2018 LEPH Oration:   
Social Justice and Health Inequalities

 

The LEPH Orator is:

Professor Sir Michael G. Marmot

MBBS, MPH, PhD, FRCP, FFPHM, FMedSci, FBA
Director of the Institute of Health Equity
(UCL Department of Epidemiology & Public Health)

 

Sir Michael Marmot is Professor of Epidemiology at University College London, and Immediate Past President of the World Medical Association.  He is the author of The Health Gap: the challenge of an unequal world (Bloomsbury: 2015) and Status Syndrome: how your place on the social gradient directly affects your health (Bloomsbury: 2004).

 

Professor Marmot holds the Harvard Lown Professorship for 2014-2017 and is the recipient of the Prince Mahidol Award for Public Health 2015. He has been awarded honorary doctorates from 18 universities. Marmot has led research groups on health inequalities for over 40 years.  He chairs the Commission on Equity and Health Inequalities in the Americas, set up in 2015 by the World Health Organizations’ Pan-American Health Organization (PAHO/ WHO).  He was Chair of the Commission on Social Determinants of Health (CSDH), which was set up by the World Health Organization in 2005, and produced the report entitled: ‘Closing the Gap in a Generation’ in August 2008.

 

At the request of the British Government, he conducted the Strategic Review of Health Inequalities in England post 2010, which published its report ‘Fair Society, Healthy Lives’ in February 2010. This was followed by the European Review of Social Determinants of Health and the Health Divide, for WHO Euro in 2014.

 

He chaired the Breast Screening Review for the NHS National Cancer Action Team and was a member of The Lancet-University of Oslo Commission on Global Governance for Health.  He set up and led a number of longitudinal cohort studies on the social gradient in health in the UCL Department of Epidemiology & Public Health (where he was head of department for 25 years): the Whitehall II Studies of British Civil Servants, investigating explanations for the striking inverse social gradient in morbidity and mortality; the English Longitudinal Study of Ageing (ELSA), and several international research efforts on the social determinants of health.

 

He served as President of the British Medical Association (BMA) in 2010-2011, and is President of the British Lung Foundation.  He is an Honorary Fellow of the American College of Epidemiology; a Fellow of the Academy of Medical Sciences; an Honorary Fellow of the British Academy, and an Honorary Fellow of the Faculty of Public Health of the Royal College of Physicians.  He was a member of the Royal Commission on Environmental Pollution for six years and in 2000 he was knighted by Her Majesty The Queen, for services to epidemiology and the understanding of health inequalities.  Professor Marmot is a Member of the National Academy of Medicine.

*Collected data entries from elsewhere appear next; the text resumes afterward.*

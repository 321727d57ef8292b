use std::path::PathBuf;

use clap::Parser;

/// Command line arguments
#[derive(Parser, Debug, Default)]
#[command(author, version, about = "Session health dashboard for the OpenClaw main agent")]
pub struct CliArgs {
    /// Port to listen on (overrides the config file for this run)
    pub port: Option<u16>,

    /// Path to config file
    #[arg(short, long)]
    pub config: Option<PathBuf>,

    /// Enable debug logging
    #[arg(short, long)]
    pub debug: bool,
}

pub fn parse_args() -> CliArgs {
    CliArgs::parse()
}
mod boot;
mod handoff;
mod live;
mod registry;
mod snapshot;

use std::sync::Arc;

use crate::app::AppConfig;

pub use boot::{BootService, FALLBACK_LIMIT, TRACKED_FILES, audit_boot_payload, limit_for};
pub use handoff::{HandoffDocument, HandoffService, parse_sections, summarize_handoff};
pub use live::{Freshness, LiveSessionService, check_freshness};
pub use registry::RegistryService;
pub use snapshot::SnapshotService;

type SharedConfig = Arc<AppConfig>;

/// Service registry for the artifacts behind one snapshot.
#[derive(Clone)]
pub struct AppServices {
    pub registry: RegistryService,
    pub live: LiveSessionService,
    pub boot: BootService,
    pub handoff: HandoffService,
    pub snapshot: SnapshotService,
}

impl AppServices {
    pub fn new(config: &AppConfig) -> Self {
        let shared = Arc::new(config.clone());
        let registry = RegistryService::new(shared.clone());
        let live = LiveSessionService::new(shared.clone());
        let boot = BootService::new(shared.clone());
        let handoff = HandoffService::new(shared.clone());
        let snapshot = SnapshotService::new(
            shared,
            registry.clone(),
            live.clone(),
            boot.clone(),
            handoff.clone(),
        );
        Self {
            registry,
            live,
            boot,
            handoff,
            snapshot,
        }
    }
}
mod args;
mod config;
mod home;

use std::io;
use std::net::SocketAddr;

use app_api::AppContext;
use dashboard_app::{AppConfig, AppPaths, AppState, missing_sources};
use http_api::HttpState;
use tracing::{info, warn};
use tracing_subscriber::{EnvFilter, layer::SubscriberExt, util::SubscriberInitExt};

#[tokio::main]
async fn main() -> Result<(), Box<dyn std::error::Error>> {
    let args = args::parse_args();
    setup_logging(args.debug);

    let loaded = config::load(args.config.as_deref()).map_err(io::Error::other)?;
    match &loaded.file {
        Some(file) => info!("loaded config from {}", file.display()),
        None => info!("no config file found, using defaults"),
    }
    let config = loaded.config;

    let openclaw_home = home::resolve_openclaw_home(config.openclaw_home.as_deref());
    let paths = AppPaths::new(openclaw_home);
    for (label, path) in missing_sources(&paths) {
        warn!("{} not found at {}", label, path.display());
    }

    let app_config = AppConfig::new(paths, &config.monitor);
    info!(
        workspace_key = %app_config.workspace_key,
        home = %app_config.paths.openclaw_home.display(),
        "monitoring workspace session"
    );
    let context = AppContext::new(AppState::new(app_config));
    let router = http_api::router(HttpState::new(context));

    let port = args.port.unwrap_or(config.port);
    let listener = tokio::net::TcpListener::bind(SocketAddr::from(([127, 0, 0, 1], port))).await?;
    let actual_port = listener.local_addr()?.port();

    println!("Buffer Dashboard on http://127.0.0.1:{actual_port}");

    axum::serve(listener, router)
        .with_graceful_shutdown(shutdown_signal())
        .await?;

    info!("shut down");
    Ok(())
}

fn setup_logging(debug: bool) {
    let filter = if debug {
        EnvFilter::new("info,buffer_dashboard_cli=debug,dashboard_app=debug,app_api=debug,http_api=debug,ingest=debug")
    } else {
        EnvFilter::try_from_default_env().unwrap_or_else(|_| EnvFilter::new("info"))
    };

    tracing_subscriber::registry()
        .with(filter)
        .with(
            tracing_subscriber::fmt::layer()
                .with_target(false)
                .with_writer(io::stderr),
        )
        .init();
}

async fn shutdown_signal() {
    let _ = tokio::signal::ctrl_c().await;
}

http://www.instituteofhealthequity.org/

@MichaelMarmot

@TheMarmotReview

 

A comment from the LEPH2018 Conference Director

  • Sir Michael Marmot’s work showed definitively that health states and outcomes vary directly with social class – the lower down the social class ladder, the worse your health.
  • It is also the case that there is the same relationship with access to justice – the lower class you are, the less access you have to justice.
  • These situations get worse the greater income inequalities are in a community
  • The two are inextricably linked, so the same communities that have the worst health outcomes also have poorest access to justice
  • Therefore – it makes no sense to try to deal with health issues without also dealing with justice issues, and vice versa.